= WHAT IS NEEDED =
Go through the material and return every line that contains the string "PgRow".

= INFORMATION =
<<<<

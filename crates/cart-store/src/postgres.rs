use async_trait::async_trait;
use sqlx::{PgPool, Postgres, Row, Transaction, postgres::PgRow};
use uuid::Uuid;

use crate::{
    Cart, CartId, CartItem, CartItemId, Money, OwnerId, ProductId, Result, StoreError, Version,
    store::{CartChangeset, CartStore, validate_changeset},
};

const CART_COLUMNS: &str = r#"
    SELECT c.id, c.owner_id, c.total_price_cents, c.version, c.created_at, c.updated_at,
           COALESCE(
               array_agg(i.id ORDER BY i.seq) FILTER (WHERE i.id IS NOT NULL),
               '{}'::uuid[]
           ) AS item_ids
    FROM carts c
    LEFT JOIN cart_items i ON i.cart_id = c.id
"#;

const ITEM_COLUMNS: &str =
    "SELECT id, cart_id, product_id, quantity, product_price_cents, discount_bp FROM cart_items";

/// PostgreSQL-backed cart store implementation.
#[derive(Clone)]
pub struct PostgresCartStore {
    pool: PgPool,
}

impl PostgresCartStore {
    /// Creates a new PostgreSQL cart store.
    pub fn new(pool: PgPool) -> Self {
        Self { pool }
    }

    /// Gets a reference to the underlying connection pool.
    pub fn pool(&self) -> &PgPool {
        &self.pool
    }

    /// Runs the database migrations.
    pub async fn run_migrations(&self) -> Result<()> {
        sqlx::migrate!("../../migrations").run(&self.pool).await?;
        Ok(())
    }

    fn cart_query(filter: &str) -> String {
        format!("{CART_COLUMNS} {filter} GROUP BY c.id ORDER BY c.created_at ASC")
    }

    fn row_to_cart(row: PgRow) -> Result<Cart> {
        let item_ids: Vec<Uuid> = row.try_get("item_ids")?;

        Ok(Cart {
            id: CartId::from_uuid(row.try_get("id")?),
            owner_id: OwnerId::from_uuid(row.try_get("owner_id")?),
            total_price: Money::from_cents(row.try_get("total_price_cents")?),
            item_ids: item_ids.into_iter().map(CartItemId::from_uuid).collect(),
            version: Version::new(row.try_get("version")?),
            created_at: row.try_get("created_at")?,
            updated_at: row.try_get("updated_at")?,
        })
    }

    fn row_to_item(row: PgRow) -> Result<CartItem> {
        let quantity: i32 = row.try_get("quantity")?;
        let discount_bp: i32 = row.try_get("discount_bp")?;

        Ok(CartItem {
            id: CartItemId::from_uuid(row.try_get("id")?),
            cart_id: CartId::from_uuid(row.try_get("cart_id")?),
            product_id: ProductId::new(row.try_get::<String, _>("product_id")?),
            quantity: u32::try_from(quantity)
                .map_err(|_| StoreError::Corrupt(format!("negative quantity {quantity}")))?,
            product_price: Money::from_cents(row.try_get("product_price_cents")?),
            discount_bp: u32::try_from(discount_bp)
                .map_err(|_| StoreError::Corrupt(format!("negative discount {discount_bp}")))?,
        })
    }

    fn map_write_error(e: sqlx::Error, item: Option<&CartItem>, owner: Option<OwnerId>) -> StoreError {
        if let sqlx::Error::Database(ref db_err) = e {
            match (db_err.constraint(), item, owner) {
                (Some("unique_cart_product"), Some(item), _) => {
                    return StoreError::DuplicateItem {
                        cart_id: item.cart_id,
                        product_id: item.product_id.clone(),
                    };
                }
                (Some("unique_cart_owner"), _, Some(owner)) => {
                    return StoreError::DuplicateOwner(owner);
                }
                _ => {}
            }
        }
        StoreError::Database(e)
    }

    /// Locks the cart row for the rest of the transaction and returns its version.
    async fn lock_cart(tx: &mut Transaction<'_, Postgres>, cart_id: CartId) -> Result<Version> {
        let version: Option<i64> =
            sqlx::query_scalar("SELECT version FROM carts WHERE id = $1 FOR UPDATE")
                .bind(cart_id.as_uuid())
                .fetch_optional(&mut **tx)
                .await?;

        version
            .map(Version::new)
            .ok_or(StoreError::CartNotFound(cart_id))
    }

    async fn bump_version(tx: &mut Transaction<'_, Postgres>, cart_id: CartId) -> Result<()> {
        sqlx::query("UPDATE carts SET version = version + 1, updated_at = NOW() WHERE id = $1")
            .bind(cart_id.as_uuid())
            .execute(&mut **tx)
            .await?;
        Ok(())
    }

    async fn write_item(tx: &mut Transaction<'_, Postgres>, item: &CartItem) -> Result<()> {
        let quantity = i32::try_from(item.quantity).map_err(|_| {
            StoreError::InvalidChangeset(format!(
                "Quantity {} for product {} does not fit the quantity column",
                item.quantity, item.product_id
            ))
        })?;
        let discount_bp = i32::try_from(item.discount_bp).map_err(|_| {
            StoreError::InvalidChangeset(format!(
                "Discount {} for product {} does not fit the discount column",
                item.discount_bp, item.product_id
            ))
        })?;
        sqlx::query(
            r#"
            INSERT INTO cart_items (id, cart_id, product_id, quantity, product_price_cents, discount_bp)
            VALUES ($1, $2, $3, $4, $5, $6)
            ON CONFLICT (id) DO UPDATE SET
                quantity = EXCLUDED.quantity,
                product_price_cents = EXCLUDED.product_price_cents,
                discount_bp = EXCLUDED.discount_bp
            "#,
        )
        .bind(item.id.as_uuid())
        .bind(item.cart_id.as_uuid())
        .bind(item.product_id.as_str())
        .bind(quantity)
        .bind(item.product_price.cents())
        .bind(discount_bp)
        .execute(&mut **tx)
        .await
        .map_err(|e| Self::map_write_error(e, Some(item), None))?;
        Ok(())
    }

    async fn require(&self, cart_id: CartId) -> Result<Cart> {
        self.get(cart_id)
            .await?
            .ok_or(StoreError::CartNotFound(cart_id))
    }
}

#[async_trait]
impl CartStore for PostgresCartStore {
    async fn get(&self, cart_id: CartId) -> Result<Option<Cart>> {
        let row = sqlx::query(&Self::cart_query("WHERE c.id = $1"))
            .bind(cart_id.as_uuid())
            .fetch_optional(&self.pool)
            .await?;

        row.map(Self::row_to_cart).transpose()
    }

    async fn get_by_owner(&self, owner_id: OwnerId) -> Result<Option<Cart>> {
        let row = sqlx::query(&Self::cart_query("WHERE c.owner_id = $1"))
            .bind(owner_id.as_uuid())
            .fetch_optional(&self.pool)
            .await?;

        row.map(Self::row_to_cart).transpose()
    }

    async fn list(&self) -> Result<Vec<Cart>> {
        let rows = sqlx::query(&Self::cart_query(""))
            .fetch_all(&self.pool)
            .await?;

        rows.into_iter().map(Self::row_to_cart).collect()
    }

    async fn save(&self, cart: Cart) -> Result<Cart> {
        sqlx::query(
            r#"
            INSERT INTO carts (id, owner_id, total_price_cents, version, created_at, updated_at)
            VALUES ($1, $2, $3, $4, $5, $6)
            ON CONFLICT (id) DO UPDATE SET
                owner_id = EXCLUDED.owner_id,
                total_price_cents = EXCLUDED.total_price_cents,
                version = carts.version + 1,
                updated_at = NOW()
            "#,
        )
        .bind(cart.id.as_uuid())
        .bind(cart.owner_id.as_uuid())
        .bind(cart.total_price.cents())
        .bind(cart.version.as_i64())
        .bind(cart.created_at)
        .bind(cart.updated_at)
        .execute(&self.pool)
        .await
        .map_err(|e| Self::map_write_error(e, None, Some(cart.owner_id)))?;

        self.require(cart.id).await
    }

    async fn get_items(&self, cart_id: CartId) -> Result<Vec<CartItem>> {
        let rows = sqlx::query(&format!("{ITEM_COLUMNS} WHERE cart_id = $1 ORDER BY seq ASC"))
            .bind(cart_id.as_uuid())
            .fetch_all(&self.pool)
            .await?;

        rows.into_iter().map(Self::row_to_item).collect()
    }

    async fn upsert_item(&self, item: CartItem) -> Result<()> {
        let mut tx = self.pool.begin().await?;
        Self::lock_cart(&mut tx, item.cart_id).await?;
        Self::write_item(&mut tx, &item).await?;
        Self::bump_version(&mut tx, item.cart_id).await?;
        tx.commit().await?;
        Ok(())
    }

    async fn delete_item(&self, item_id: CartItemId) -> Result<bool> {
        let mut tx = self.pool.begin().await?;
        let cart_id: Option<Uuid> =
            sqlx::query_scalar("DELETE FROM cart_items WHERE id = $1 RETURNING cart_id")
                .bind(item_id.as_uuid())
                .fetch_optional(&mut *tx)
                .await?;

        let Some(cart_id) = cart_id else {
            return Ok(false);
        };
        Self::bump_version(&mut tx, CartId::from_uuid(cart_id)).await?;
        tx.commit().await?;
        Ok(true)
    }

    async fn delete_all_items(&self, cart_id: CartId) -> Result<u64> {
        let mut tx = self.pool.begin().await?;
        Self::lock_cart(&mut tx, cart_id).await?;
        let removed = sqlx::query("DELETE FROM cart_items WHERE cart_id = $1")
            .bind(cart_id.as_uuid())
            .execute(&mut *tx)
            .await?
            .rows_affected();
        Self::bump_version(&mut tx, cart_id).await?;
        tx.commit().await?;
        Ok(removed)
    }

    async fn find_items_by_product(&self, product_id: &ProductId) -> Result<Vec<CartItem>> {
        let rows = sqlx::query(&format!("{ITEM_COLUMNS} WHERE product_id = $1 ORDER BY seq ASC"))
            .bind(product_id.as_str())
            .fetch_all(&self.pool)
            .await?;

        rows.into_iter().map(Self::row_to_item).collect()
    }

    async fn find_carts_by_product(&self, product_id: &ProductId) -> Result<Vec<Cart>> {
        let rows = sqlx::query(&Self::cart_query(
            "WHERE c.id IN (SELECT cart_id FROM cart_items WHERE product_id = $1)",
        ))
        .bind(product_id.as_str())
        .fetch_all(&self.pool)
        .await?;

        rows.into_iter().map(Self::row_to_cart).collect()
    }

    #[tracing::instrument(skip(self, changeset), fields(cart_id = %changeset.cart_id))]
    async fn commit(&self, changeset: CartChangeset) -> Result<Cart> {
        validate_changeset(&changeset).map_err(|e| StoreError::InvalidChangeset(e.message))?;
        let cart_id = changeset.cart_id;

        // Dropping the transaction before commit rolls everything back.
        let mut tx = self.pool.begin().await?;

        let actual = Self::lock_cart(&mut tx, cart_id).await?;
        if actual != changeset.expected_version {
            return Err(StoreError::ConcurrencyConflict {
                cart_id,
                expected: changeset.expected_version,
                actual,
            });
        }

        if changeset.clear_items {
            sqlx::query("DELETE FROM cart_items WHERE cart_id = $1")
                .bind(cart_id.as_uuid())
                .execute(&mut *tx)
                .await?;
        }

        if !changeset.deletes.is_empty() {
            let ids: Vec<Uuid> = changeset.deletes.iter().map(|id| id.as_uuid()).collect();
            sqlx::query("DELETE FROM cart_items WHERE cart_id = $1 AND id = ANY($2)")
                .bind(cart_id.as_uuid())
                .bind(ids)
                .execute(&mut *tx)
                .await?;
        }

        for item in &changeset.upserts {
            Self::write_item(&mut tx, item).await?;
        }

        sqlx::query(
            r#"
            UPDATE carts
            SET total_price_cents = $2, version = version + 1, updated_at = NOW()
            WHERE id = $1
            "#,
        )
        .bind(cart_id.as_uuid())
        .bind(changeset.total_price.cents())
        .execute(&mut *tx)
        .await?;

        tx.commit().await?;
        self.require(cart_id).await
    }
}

>>>>
<<<<

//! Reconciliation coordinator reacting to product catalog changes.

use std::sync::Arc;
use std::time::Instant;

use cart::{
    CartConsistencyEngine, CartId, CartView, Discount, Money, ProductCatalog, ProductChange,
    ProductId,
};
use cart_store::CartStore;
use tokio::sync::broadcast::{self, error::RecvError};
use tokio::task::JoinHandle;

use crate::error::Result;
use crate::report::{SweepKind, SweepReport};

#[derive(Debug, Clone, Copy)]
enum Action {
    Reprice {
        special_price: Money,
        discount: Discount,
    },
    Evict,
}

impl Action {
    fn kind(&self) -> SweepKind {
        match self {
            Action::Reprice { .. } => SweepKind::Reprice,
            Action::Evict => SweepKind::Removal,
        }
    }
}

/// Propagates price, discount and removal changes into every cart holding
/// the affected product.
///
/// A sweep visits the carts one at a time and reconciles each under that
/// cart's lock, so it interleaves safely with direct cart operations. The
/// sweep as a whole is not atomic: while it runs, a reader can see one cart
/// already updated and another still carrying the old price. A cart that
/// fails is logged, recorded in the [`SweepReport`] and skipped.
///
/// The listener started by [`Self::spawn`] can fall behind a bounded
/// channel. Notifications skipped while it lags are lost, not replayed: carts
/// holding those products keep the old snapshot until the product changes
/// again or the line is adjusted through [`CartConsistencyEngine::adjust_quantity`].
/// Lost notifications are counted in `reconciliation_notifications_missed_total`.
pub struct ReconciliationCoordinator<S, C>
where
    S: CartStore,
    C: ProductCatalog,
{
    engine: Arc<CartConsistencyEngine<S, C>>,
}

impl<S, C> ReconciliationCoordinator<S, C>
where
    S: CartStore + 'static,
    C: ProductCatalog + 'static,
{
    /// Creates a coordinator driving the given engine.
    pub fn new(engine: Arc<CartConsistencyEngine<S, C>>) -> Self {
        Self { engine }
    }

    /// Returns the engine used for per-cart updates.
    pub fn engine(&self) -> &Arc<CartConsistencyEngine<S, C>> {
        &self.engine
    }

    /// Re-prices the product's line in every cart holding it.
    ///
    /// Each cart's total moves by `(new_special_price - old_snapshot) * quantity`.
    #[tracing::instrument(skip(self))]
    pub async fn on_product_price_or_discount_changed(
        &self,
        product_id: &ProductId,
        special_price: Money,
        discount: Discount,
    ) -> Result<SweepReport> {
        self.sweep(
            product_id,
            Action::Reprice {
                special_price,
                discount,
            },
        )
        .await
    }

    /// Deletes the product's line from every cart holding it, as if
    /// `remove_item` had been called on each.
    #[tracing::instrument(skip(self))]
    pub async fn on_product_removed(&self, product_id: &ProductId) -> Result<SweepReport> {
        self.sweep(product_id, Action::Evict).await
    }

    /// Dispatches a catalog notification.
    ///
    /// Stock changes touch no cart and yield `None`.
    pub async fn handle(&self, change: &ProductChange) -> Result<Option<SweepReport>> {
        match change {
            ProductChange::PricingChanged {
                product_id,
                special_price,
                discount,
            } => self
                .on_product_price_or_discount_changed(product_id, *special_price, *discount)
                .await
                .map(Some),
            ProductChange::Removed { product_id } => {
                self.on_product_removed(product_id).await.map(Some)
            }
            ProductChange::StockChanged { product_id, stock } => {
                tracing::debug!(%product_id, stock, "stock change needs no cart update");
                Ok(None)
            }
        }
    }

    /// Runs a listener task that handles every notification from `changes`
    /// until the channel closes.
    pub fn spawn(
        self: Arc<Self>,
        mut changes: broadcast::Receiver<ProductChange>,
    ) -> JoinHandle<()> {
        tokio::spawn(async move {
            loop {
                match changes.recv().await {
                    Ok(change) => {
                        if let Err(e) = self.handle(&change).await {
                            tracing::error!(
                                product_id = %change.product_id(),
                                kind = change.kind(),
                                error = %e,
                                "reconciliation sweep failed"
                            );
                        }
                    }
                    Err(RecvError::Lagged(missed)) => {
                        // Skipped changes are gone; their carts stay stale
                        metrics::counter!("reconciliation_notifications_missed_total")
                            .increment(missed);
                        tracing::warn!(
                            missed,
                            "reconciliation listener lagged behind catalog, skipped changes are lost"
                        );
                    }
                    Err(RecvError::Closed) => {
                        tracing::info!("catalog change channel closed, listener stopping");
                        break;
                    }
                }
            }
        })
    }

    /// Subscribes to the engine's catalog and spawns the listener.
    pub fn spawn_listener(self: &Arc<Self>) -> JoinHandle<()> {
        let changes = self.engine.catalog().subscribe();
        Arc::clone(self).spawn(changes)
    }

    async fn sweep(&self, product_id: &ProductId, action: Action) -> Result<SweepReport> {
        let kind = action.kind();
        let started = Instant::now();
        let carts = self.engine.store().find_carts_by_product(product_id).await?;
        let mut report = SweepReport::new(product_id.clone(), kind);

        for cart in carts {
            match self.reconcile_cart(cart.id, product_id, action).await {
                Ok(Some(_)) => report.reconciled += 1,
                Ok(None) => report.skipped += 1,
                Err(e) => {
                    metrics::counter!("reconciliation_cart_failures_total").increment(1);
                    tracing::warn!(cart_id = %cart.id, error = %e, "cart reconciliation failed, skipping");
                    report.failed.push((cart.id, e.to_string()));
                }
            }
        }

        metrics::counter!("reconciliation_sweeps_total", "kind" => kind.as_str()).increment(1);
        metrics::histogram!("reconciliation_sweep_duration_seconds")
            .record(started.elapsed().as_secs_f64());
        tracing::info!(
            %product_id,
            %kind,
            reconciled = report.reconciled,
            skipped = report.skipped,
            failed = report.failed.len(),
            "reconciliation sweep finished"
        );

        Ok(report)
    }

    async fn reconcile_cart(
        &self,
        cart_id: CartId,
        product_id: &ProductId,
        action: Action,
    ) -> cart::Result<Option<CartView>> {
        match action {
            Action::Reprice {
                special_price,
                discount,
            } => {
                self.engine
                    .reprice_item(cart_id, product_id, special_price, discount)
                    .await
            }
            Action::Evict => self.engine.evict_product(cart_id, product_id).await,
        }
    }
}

>>>>

= EXERCISE OUTPUT =
use sqlx::{PgPool, Postgres, Row, Transaction, postgres::PgRow};
    fn row_to_cart(row: PgRow) -> Result<Cart> {
    fn row_to_item(row: PgRow) -> Result<CartItem> {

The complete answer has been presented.